= Records for this task =
____________________

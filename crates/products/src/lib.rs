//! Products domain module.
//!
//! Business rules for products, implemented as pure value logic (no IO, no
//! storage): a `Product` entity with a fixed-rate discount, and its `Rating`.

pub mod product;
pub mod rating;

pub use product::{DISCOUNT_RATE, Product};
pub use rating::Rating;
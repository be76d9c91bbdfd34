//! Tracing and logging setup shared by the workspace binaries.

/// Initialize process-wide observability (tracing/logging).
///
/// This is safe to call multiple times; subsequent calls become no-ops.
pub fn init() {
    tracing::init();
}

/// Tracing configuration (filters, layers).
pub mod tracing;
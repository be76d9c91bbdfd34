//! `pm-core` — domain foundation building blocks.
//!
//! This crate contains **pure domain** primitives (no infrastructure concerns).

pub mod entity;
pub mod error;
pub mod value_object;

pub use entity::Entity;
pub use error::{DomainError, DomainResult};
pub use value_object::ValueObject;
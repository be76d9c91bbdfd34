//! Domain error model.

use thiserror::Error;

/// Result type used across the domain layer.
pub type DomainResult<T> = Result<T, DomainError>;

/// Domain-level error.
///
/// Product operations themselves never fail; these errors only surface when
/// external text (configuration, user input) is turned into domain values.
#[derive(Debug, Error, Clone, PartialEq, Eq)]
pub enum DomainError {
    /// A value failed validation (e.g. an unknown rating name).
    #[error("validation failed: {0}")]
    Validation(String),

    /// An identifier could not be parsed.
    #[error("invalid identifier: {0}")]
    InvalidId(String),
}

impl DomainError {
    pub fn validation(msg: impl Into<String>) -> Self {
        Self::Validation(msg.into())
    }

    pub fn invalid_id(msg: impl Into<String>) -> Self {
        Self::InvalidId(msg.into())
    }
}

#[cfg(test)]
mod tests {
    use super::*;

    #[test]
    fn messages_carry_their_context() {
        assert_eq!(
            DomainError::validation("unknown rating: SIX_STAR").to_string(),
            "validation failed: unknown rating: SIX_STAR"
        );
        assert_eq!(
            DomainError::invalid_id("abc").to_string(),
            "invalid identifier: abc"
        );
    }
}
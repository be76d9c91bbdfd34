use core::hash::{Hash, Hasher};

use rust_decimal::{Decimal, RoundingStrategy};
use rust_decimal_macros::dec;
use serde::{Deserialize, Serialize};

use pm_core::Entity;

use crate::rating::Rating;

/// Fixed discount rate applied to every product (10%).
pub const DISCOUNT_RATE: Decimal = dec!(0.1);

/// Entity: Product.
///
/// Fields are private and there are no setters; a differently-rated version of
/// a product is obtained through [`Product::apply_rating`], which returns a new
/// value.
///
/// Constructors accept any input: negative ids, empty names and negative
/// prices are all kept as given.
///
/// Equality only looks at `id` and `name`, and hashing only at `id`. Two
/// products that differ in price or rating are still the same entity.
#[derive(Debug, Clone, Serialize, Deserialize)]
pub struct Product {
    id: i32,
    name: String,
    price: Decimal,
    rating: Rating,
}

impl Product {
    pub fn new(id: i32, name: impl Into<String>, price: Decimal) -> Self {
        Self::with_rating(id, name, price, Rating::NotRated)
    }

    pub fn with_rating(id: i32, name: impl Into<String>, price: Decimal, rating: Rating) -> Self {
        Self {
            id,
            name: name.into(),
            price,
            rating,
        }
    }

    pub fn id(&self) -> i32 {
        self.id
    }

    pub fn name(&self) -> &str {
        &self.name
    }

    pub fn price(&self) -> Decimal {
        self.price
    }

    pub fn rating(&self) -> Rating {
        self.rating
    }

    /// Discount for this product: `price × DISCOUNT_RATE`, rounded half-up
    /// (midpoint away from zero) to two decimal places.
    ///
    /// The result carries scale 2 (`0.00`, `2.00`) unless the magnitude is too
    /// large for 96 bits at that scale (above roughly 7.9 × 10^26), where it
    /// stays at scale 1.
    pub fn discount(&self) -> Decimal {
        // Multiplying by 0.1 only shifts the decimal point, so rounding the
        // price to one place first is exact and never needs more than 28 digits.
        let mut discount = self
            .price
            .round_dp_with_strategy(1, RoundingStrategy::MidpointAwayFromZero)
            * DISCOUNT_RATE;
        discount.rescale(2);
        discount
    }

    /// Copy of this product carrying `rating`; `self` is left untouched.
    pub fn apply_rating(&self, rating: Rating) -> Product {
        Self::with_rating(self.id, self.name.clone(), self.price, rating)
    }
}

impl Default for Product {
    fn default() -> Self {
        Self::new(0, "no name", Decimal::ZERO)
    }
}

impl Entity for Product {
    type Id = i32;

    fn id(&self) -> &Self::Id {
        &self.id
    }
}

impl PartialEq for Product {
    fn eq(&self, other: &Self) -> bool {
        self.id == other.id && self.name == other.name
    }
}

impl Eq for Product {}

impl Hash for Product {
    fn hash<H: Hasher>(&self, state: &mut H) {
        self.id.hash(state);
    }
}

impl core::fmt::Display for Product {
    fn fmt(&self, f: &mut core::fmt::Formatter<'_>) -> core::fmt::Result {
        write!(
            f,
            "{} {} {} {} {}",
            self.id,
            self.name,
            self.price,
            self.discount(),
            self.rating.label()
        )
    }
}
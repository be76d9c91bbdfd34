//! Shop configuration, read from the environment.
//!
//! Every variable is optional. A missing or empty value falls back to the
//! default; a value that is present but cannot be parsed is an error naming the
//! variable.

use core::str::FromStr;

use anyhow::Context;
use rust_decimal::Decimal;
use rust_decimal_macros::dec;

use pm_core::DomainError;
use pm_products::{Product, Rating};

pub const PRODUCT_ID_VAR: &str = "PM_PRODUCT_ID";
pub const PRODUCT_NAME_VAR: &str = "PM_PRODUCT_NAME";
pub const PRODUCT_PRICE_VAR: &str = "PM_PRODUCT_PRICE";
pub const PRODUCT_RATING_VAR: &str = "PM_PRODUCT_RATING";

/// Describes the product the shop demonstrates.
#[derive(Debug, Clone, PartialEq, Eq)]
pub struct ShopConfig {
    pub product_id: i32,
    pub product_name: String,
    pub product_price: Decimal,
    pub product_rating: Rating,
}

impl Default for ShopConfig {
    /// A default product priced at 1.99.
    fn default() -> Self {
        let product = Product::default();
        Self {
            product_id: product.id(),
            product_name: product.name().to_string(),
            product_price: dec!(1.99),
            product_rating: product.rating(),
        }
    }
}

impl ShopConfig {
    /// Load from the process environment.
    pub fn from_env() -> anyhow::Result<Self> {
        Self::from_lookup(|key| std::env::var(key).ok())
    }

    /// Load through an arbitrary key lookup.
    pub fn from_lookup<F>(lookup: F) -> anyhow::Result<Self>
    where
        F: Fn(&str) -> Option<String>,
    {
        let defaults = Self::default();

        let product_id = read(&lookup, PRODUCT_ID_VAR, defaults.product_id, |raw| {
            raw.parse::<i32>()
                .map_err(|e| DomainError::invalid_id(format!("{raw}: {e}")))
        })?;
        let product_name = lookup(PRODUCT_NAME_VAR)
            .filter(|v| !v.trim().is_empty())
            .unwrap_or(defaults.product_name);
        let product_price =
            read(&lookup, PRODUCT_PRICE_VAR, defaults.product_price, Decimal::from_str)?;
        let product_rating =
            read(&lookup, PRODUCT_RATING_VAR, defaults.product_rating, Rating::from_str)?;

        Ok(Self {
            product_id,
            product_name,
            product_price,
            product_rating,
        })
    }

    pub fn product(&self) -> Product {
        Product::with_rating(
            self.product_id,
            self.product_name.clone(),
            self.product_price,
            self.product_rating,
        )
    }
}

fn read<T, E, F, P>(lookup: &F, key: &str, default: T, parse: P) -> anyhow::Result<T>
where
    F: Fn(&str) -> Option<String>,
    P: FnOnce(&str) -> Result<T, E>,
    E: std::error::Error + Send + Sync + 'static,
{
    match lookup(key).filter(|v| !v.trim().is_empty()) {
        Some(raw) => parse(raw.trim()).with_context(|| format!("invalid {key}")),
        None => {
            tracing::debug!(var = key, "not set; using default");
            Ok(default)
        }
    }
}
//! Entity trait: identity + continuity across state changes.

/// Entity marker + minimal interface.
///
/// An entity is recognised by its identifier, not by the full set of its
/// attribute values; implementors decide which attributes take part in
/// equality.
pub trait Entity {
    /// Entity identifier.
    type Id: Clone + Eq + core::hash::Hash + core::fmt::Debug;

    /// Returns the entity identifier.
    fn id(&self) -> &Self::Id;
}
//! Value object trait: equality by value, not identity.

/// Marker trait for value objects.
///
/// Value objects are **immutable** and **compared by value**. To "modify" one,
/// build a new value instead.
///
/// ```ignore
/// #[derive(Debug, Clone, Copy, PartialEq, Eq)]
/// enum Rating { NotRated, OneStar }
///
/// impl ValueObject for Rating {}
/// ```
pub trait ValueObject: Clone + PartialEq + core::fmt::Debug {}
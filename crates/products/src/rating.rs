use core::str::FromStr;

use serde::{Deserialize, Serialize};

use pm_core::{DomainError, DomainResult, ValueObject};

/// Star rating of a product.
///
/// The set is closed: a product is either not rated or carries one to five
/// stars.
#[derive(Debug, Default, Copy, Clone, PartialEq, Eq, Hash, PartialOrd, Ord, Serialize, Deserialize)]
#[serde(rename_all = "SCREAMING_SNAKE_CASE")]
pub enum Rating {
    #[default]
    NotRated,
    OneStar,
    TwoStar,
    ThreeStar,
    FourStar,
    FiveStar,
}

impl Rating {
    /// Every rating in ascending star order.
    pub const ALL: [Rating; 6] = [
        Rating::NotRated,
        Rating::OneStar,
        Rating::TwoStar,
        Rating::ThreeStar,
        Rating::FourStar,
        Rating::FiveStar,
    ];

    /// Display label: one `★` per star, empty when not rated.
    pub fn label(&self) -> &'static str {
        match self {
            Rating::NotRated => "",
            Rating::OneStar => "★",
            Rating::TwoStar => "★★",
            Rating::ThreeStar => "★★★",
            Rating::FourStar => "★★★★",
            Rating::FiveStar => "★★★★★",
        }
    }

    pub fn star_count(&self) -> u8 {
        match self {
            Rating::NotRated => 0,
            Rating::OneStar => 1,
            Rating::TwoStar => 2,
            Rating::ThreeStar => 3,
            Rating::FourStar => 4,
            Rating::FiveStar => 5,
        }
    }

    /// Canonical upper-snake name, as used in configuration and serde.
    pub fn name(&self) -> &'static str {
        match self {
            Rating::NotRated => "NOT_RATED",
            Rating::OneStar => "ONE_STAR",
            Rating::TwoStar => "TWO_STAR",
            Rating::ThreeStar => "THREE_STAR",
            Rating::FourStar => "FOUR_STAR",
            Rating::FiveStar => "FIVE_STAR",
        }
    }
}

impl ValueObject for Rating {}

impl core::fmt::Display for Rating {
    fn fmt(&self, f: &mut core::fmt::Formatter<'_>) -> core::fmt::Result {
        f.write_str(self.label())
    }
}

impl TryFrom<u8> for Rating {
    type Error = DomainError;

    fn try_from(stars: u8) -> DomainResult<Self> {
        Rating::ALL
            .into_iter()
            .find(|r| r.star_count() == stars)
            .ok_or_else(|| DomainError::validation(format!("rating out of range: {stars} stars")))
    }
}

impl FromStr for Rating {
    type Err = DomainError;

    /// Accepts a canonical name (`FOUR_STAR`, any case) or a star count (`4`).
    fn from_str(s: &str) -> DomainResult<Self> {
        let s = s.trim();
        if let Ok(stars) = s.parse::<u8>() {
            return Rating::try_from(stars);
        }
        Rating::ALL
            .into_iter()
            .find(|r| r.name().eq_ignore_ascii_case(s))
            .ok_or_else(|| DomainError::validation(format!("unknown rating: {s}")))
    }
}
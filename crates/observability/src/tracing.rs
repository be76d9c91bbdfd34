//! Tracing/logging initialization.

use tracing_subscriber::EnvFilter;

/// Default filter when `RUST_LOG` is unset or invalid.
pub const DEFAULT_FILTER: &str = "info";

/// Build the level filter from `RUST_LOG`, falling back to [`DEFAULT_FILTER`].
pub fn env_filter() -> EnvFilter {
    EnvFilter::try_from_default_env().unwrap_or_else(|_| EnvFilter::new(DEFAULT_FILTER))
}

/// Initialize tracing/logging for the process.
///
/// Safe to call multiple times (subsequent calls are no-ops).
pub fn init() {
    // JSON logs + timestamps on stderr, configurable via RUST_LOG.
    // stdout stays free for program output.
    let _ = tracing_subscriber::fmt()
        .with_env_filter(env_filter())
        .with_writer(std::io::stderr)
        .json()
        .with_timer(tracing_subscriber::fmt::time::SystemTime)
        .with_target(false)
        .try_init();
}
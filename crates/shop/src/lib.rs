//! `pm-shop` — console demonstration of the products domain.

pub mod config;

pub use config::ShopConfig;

____________________

= Exercise brief =
Looking at the entries above, count the lines that contain "failed" and answer with only the number.

= Task solution =
3